Review on September 27, 2019 of facility policy, "Subject: Dress Code Department: General Nursing," last reviewed/revised March 2018, revealed "Purpose: All staff are expected to be professionally attired at all times. ... Operating Room/PACU/Cardiac Cath Lab: ... Jewelry, except a plain wedding band, should not be worn. ... Jewelry: The following jewelry is acceptable to be worn: ... small post earrings (to provide safety to the employee) if the ears are pierced (exception is in the Operating Room, where none are to be worn. ... ."

Observation of a procedure on MR26, in an Operating Room, on September 25, 2019, at 11:10 AM, revealed, OTH14, with yellow colored dangle earrings, approximately ¼ inch in length, showing out from under the cap on both ears.

Interview with EMP19, on September 25, 2019, at 11:10 AM, confirmed OTH14 with yellow colored dangle earrings, approximately ¼ inch in length, showing out from under the cap on both ears during a procedure in an Operating Room.

PATIENT ACTIVITIES

Tag No.: A1568

Based on review of facility documents, medical records (MR) and staff interview (EMP), it was determined the facility failed to document activities were offered to swing bed program patients and the facility failed to document the swing bed patients' refusal of the activity for three of six swing bed patient medical records reviewed (MR40, MR41 and MR42).

Findings include:

A request was made on September 27, 2019, of EMP1 and EMP17 for a facility policy, procedure or guideline for staff to follow addressing the documentation of activities offered to swing bed program patients and the swing bed patient's acceptance or refusal of the activity. None was provided.

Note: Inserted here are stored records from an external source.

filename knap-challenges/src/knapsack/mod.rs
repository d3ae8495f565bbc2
mod item;
pub use item::*;
mod result;
pub use result::*;

use anyhow::{anyhow, Result};
use rand::{rngs::SmallRng, Rng, SeedableRng};
use serde::{Deserialize, Serialize};
use std::collections::HashSet;

/// Parameters of one generated instance.
#[derive(Serialize, Deserialize, Debug, Clone, Copy, PartialEq, Eq)]
pub struct Track {
    pub num_items: usize,
    pub max_weight: u32,
    pub max_value: u32,
    pub capacity: u32,
}

impl Track {
    pub fn new(num_items: usize, max_weight: u32, max_value: u32, capacity: u32) -> Self {
        Self {
            num_items,
            max_weight,
            max_value,
            capacity,
        }
    }
}

/// A validated 0/1 knapsack instance. Read-only once built.
#[derive(Serialize, Deserialize, Debug, Clone, PartialEq, Eq)]
#[serde(try_from = "ChallengeData")]
pub struct Challenge {
    weights: Vec<u32>,
    values: Vec<u32>,
    capacity: u32,
}

#[derive(Deserialize)]
struct ChallengeData {
    weights: Vec<u32>,
    values: Vec<u32>,
    capacity: u32,
}

impl TryFrom<ChallengeData> for Challenge {
    type Error = anyhow::Error;

    fn try_from(data: ChallengeData) -> Result<Self, Self::Error> {
        Challenge::new(data.weights, data.values, data.capacity)
    }
}

impl Challenge {
    pub fn new(weights: Vec<u32>, values: Vec<u32>, capacity: u32) -> Result<Self> {
        if weights.len() != values.len() {
            return Err(anyhow!(
                "Number of weights ({}) does not match number of values ({})",
                weights.len(),
                values.len()
            ));
        }
        if let Some(i) = weights.iter().position(|&w| w == 0) {
            return Err(anyhow!("Item ({}) has a zero weight", i));
        }
        if let Some(i) = values.iter().position(|&v| v == 0) {
            return Err(anyhow!("Item ({}) has a zero value", i));
        }
        Ok(Self {
            weights,
            values,
            capacity,
        })
    }

    pub fn generate_instance(seed: &[u8; 32], track: &Track) -> Result<Self> {
        if track.max_weight == 0 || track.max_value == 0 {
            return Err(anyhow!(
                "Track needs max_weight and max_value of at least 1 (got {} and {})",
                track.max_weight,
                track.max_value
            ));
        }
        let mut rng = SmallRng::from_seed(*seed);

        let mut weights = Vec::with_capacity(track.num_items);
        let mut values = Vec::with_capacity(track.num_items);
        for _ in 0..track.num_items {
            weights.push(rng.gen_range(1..=track.max_weight));
            values.push(rng.gen_range(1..=track.max_value));
        }

        Self::new(weights, values, track.capacity)
    }

    pub fn num_items(&self) -> usize {
        self.weights.len()
    }

    pub fn weights(&self) -> &[u32] {
        &self.weights
    }

    pub fn values(&self) -> &[u32] {
        &self.values
    }

    pub fn capacity(&self) -> u32 {
        self.capacity
    }

    pub fn total_weight(&self) -> u64 {
        self.weights.iter().map(|&w| w as u64).sum()
    }

    pub fn items(&self) -> Vec<Item> {
        (0..self.num_items())
            .map(|i| Item::new(self.weights[i], self.values[i], i))
            .collect()
    }

    /// Checks that `result` is a feasible selection for this instance and
    /// that it reports the value it actually achieves. Returns that value.
    pub fn verify_result(&self, result: &KnapsackResult) -> Result<u64> {
        let indices = result.selected_indices();
        let mut seen = HashSet::with_capacity(indices.len());
        for &item in indices {
            if item >= self.num_items() {
                return Err(anyhow!("Item ({}) is out of bounds", item));
            }
            if !seen.insert(item) {
                return Err(anyhow!("Duplicate items selected."));
            }
        }
        if indices.windows(2).any(|pair| pair[0] > pair[1]) {
            return Err(anyhow!("Selected items are not in ascending order"));
        }

        let total_weight = indices
            .iter()
            .map(|&item| self.weights[item] as u64)
            .sum::<u64>();
        if total_weight > self.capacity as u64 {
            return Err(anyhow!(
                "Total weight ({}) exceeded capacity ({})",
                total_weight,
                self.capacity
            ));
        }

        let total_value = indices
            .iter()
            .map(|&item| self.values[item] as u64)
            .sum::<u64>();
        if total_value != result.max_value() {
            return Err(anyhow!(
                "Reported value ({}) does not match value of selected items ({})",
                result.max_value(),
                total_value
            ));
        }
        Ok(total_value)
    }
}
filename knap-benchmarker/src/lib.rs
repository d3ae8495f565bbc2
pub mod benchmark;
pub mod suite;
pub mod test_file;

pub use benchmark::Benchmark;
use axum::{middleware, routing::get, Json, Router};
use serde::Serialize;
use sqlx::PgPool;
use std::sync::Arc;
use tower_http::{cors::CorsLayer, trace::TraceLayer};
use tracing_subscriber::EnvFilter;
use utoipa::OpenApi;
use utoipa_swagger_ui::SwaggerUi;

use callwave::{ChangeFeed, ProviderGateway};

mod adapters;
mod application;
mod auth;
mod config;
mod models;
mod routes;

use adapters::{HttpProviderGateway, PgBatchRepository, PgCallRepository, PgChangeFeed};
use application::{
    BatchService, BatchTracker, CallLifecycle, Dispatcher, EmergencyStop, TranscriptService,
    Watchdog, WatchdogRegistry, WebhookProcessor,
};
use config::CallwaveConfig;

/// Type aliases for application services with concrete adapter implementations
pub type AppBatchService = BatchService<PgCallRepository, PgBatchRepository>;
pub type AppDispatcher = Dispatcher<PgCallRepository, PgBatchRepository, HttpProviderGateway>;
pub type AppWatchdogs = WatchdogRegistry<PgCallRepository, PgBatchRepository, HttpProviderGateway>;
pub type AppEmergencyStop = EmergencyStop<PgCallRepository, PgBatchRepository, HttpProviderGateway>;
pub type AppTranscriptService =
    TranscriptService<PgCallRepository, PgBatchRepository, HttpProviderGateway>;
pub type AppWebhookProcessor = WebhookProcessor<PgCallRepository, PgBatchRepository>;

/// Application state shared across all routes
#[derive(Clone)]
pub struct AppState {
    pub batch_service: Arc<AppBatchService>,
    pub dispatcher: AppDispatcher,
    pub watchdogs: AppWatchdogs,
    pub emergency_stop: Arc<AppEmergencyStop>,
    pub transcripts: Arc<AppTranscriptService>,
    pub webhooks: Arc<AppWebhookProcessor>,
    pub change_feed: Arc<dyn ChangeFeed>,
    pub api_key: Option<Arc<str>>,
    pub webhook_secret: Option<Arc<str>>,
}

#[derive(Serialize)]
struct HealthCheck {
    status: String,
    message: String,
    version: String,
}

async fn health_check() -> Json<HealthCheck> {
    Json(HealthCheck {
        status: "ok".to_string(),
        message: "Callwave API is running".to_string(),
        version: env!("CARGO_PKG_VERSION").to_string(),
    })
}

#[shuttle_runtime::main]
async fn main(
    #[shuttle_shared_db::Postgres] pool: PgPool,
    #[shuttle_runtime::Secrets] secrets: shuttle_runtime::SecretStore,
) -> shuttle_axum::ShuttleAxum {
    let _ = tracing_subscriber::fmt()
        .with_env_filter(
            EnvFilter::try_from_default_env().unwrap_or_else(|_| EnvFilter::new("info")),
        )
        .try_init();

    tracing::info!("📞 Callwave API initializing...");

    let config = CallwaveConfig::from_lookup(|key| secrets.get(key));

    if config.api_key.is_some() {
        tracing::info!("🔐 API key authentication enabled");
    } else {
        tracing::warn!("⚠️  No CALLWAVE_API_KEY set - authentication disabled");
    }
    if config.webhook_secret.is_some() {
        tracing::info!("🔏 Provider webhook signature verification enabled");
    } else {
        tracing::warn!("⚠️  No PROVIDER_WEBHOOK_SECRET set - webhook signatures not verified");
    }

    // Run migrations
    sqlx::migrate!()
        .run(&pool)
        .await
        .map_err(|e| shuttle_runtime::Error::Custom(e.into()))?;

    tracing::info!("✅ Database migrations completed");

    // Provider gateway
    let gateway = Arc::new(
        HttpProviderGateway::new(config.provider.clone())
            .map_err(|e| shuttle_runtime::Error::Custom(e.into()))?,
    );
    if gateway.is_configured() {
        tracing::info!("☎️  Provider gateway configured: {}", config.provider.base_url);
    } else {
        tracing::warn!("⚠️  Provider credentials missing - dispatch disabled");
    }

    // Change feed (client sync)
    let change_feed: Arc<dyn ChangeFeed> = match PgChangeFeed::start(&pool).await {
        Ok(feed) => {
            tracing::info!("📡 Change feed listening");
            Arc::new(feed)
        }
        Err(e) => {
            tracing::warn!("⚠️  Change feed unavailable: {}", e);
            Arc::new(PgChangeFeed::disabled())
        }
    };

    // Initialize application services
    let call_repo = Arc::new(PgCallRepository::new(pool.clone()));
    let batch_repo = Arc::new(PgBatchRepository::new(pool));
    let tracker = BatchTracker::new(call_repo.clone(), batch_repo.clone());
    let lifecycle = CallLifecycle::new(call_repo.clone(), tracker);

    let dispatcher = Dispatcher::new(
        call_repo.clone(),
        batch_repo.clone(),
        gateway.clone(),
        lifecycle.clone(),
        config.dispatch.clone(),
    );
    let watchdogs = WatchdogRegistry::new(
        Watchdog::new(
            call_repo.clone(),
            gateway.clone(),
            lifecycle.clone(),
            config.watchdog.clone(),
        ),
        batch_repo.clone(),
    );

    let state = AppState {
        batch_service: Arc::new(BatchService::new(call_repo.clone(), batch_repo.clone())),
        dispatcher: dispatcher.clone(),
        watchdogs: watchdogs.clone(),
        emergency_stop: Arc::new(EmergencyStop::new(
            call_repo.clone(),
            batch_repo,
            gateway.clone(),
            lifecycle.clone(),
        )),
        transcripts: Arc::new(TranscriptService::new(
            call_repo.clone(),
            gateway,
            lifecycle.clone(),
        )),
        webhooks: Arc::new(WebhookProcessor::new(call_repo, lifecycle)),
        change_feed,
        api_key: config.api_key.as_deref().map(Arc::from),
        webhook_secret: config.webhook_secret.as_deref().map(Arc::from),
    };

    // Resume batches interrupted by a restart
    match dispatcher.interrupted_batches().await {
        Ok(batches) => {
            for batch in batches {
                tracing::info!("🔁 Recovering batch {} ({})", batch.name, batch.id);
                let dispatch = dispatcher.spawn_resume(batch.id);
                watchdogs.start(batch.id, dispatch).await;
            }
        }
        Err(e) => tracing::warn!("⚠️  Failed to look up interrupted batches: {}", e),
    }

    // Protected routes (require authentication)
    let protected_routes = Router::new()
        .merge(routes::batch::router())
        .merge(routes::call::router())
        .merge(routes::watchdog::router())
        .layer(middleware::from_fn_with_state(
            state.clone(),
            auth::auth_middleware,
        ));

    // OpenAPI documentation
    let openapi = routes::swagger::ApiDoc::openapi();

    // Build router with shared state
    let router = Router::new()
        .merge(SwaggerUi::new("/swagger-ui").url("/api-docs/openapi.json", openapi))
        .route("/health", get(health_check))
        .merge(routes::webhook::router())
        .merge(protected_routes)
        .layer(TraceLayer::new_for_http())
        .layer(CorsLayer::permissive())
        .with_state(state);

    tracing::info!("📚 Swagger UI: /swagger-ui");
    tracing::info!("✅ Callwave API ready");

    Ok(router.into())
}
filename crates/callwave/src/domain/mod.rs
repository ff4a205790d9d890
//! Domain Layer
//!
//! Pure domain logic without infrastructure dependencies.
//! Contains entities, value objects, domain services, and errors.

pub mod entities;
pub mod errors;
pub mod services;
pub mod value_objects;

// Re-exports for convenience
pub use entities::*;
pub use errors::*;
pub use services::*;
pub use value_objects::*;
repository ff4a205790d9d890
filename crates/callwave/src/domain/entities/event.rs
//! CanonicalEvent - shape-independent form of a provider notification
//!
//! Produced by the normalizer, consumed once by the state machine, never stored.

use serde::{Deserialize, Serialize};
use uuid::Uuid;

use crate::domain::value_objects::EventKind;

/// Everything an event carries that can identify its call
#[derive(Debug, Clone, Default, Serialize, Deserialize, PartialEq, Eq)]
pub struct CallIdentity {
    /// Our own call id, echoed back through provider metadata
    pub internal_call_id: Option<Uuid>,
    /// Provider call / session id
    pub external_call_id: Option<String>,
    /// Customer reference, last-resort matching key
    pub reg_no: Option<String>,
}

impl CallIdentity {
    pub fn is_empty(&self) -> bool {
        self.internal_call_id.is_none()
            && self.external_call_id.is_none()
            && self.reg_no.is_none()
    }
}

/// Media and outcome details reported for a call
#[derive(Debug, Clone, Default, Serialize, Deserialize, PartialEq, Eq)]
pub struct CallDetails {
    pub transcript: Option<String>,
    pub recording_url: Option<String>,
    pub duration_seconds: Option<i32>,
    /// Provider-side status string, uninterpreted
    pub status: Option<String>,
}

impl CallDetails {
    pub fn is_empty(&self) -> bool {
        self.transcript.is_none() && self.recording_url.is_none() && self.duration_seconds.is_none()
    }
}

#[derive(Debug, Clone, Serialize, Deserialize, PartialEq)]
pub struct CanonicalEvent {
    pub kind: EventKind,
    pub identity: CallIdentity,
    pub status_hint: Option<String>,
    pub transcript: Option<String>,
    pub recording_url: Option<String>,
    pub duration_seconds: Option<i32>,
    pub error_message: Option<String>,
}

impl CanonicalEvent {
    pub fn details(&self) -> CallDetails {
        CallDetails {
            transcript: self.transcript.clone(),
            recording_url: self.recording_url.clone(),
            duration_seconds: self.duration_seconds,
            status: self.status_hint.clone(),
        }
    }
}
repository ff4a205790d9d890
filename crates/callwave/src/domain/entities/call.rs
//! Call - one outbound call attempt
//!
//! Pure domain entity without infrastructure dependencies.

use chrono::{DateTime, Utc};
use serde::{Deserialize, Serialize};
use uuid::Uuid;

use crate::domain::value_objects::CallStatus;

/// Call - Record of one outbound call attempt within a batch
///
/// `completed_at` is set exactly when `status` is terminal, and
/// `final_transcript` is written at most once.
#[derive(Debug, Clone, Serialize, Deserialize, PartialEq)]
pub struct Call {
    pub id: Uuid,
    pub batch_id: Uuid,
    pub phone_number: String,
    /// Registration-number-like customer reference, used to match events
    /// that never echo back our call id
    pub reg_no: Option<String>,
    /// Per-call message override (falls back to the batch message)
    pub message: Option<String>,
    /// Identifier assigned by the provider once the call is triggered
    pub external_call_id: Option<String>,
    pub status: CallStatus,
    /// Optimistic concurrency token, bumped on every write
    pub version: i64,
    pub created_at: DateTime<Utc>,
    pub started_at: Option<DateTime<Utc>>,
    pub completed_at: Option<DateTime<Utc>>,
    pub live_transcript: Option<String>,
    pub final_transcript: Option<String>,
    pub recording_url: Option<String>,
    pub duration_seconds: Option<i32>,
    pub error_message: Option<String>,
}

/// Input for creating a call inside a new batch
#[derive(Debug, Clone, Serialize, Deserialize, PartialEq, Eq)]
pub struct NewCall {
    pub phone_number: String,
    #[serde(default)]
    pub reg_no: Option<String>,
    #[serde(default)]
    pub message: Option<String>,
}

impl Call {
    /// Create a new queued call
    pub fn new(batch_id: Uuid, new_call: NewCall) -> Self {
        Self {
            id: Uuid::new_v4(),
            batch_id,
            phone_number: new_call.phone_number,
            reg_no: new_call.reg_no,
            message: new_call.message,
            external_call_id: None,
            status: CallStatus::Queued,
            version: 0,
            created_at: Utc::now(),
            started_at: None,
            completed_at: None,
            live_transcript: None,
            final_transcript: None,
            recording_url: None,
            duration_seconds: None,
            error_message: None,
        }
    }

    pub fn is_terminal(&self) -> bool {
        self.status.is_terminal()
    }

    /// Time spent since the call left the queue (or since creation if it never did)
    pub fn elapsed(&self, now: DateTime<Utc>) -> chrono::Duration {
        now - self.started_at.unwrap_or(self.created_at)
    }

    /// Best transcript available: final if written, otherwise the live one
    pub fn transcript(&self) -> Option<&str> {
        self.final_transcript
            .as_deref()
            .or(self.live_transcript.as_deref())
    }
}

Interview with EMP1 on September 27, 2019, at approximately 1:00 PM revealed it is the facility's expectation that activities offered and provided to the swing bed patient be documented in the patient's medical record by the staff person performing that activity.

Review of MR40 on September 27, 2019, revealed the facility assessed this swing bed patient's activity interest in magazines. There was no documentation in MR40 indicating the facility offered this patient magazines or that MR40 refused to accept magazines during the stay in swing bed.

Interview with EMP17 on September 27, 2019, at approximately 10:00 AM confirmed MR40 was a swing bed patient. EMP17 confirmed MR40's activity interest included magazines and there was no documentation indicating the facility offered this patient magazines or that MR40 refused to accept magazines during the stay in swing bed.

Review of MR41 on September 27, 2019, revealed the facility assessed this swing bed patient's activity interest to include magazines, the daily paper and word puzzles. There was no documentation in MR41 indicating the facility offered this patient magazines, the daily paper and word puzzles or that MR41 refused to accept magazines, the daily paper and word puzzles during the stay in swing bed.

Interview with EMP17 on September 27, 2019, at approximately 10:15 AM confirmed MR41 was a swing bed patient. EMP17 confirmed MR41's activity interest included magazines, the daily paper and word puzzles. EMP1 confirmed there was no documentation indicating the facility offered this patient magazines, the daily paper and word puzzles or that MR41 refused to accept magazines, the daily paper and word puzzles during the stay in swing bed.

Review of MR42 on September 27, 2019, revealed the facility assessed this swing bed patient's activity interest to include books, magazines and the daily paper. There was no documentation in MR42 indicating the facility offered this patient books, magazines and the daily paper or that MR42 refused to accept books, magazines and the daily paper during the stay in swing bed.

Interview with EMP17 on September 27, 2019, at approximately 10:30 AM confirmed MR42 was a swing bed patient. EMP17 confirmed MR42's activity interest included books, magazines and the daily paper. EMP17 confirmed there was no documentation indicating the facility offered this patient books, magazines and the daily paper or that MR42 refused to accept books, magazines and the daily paper during the stay in swing bed.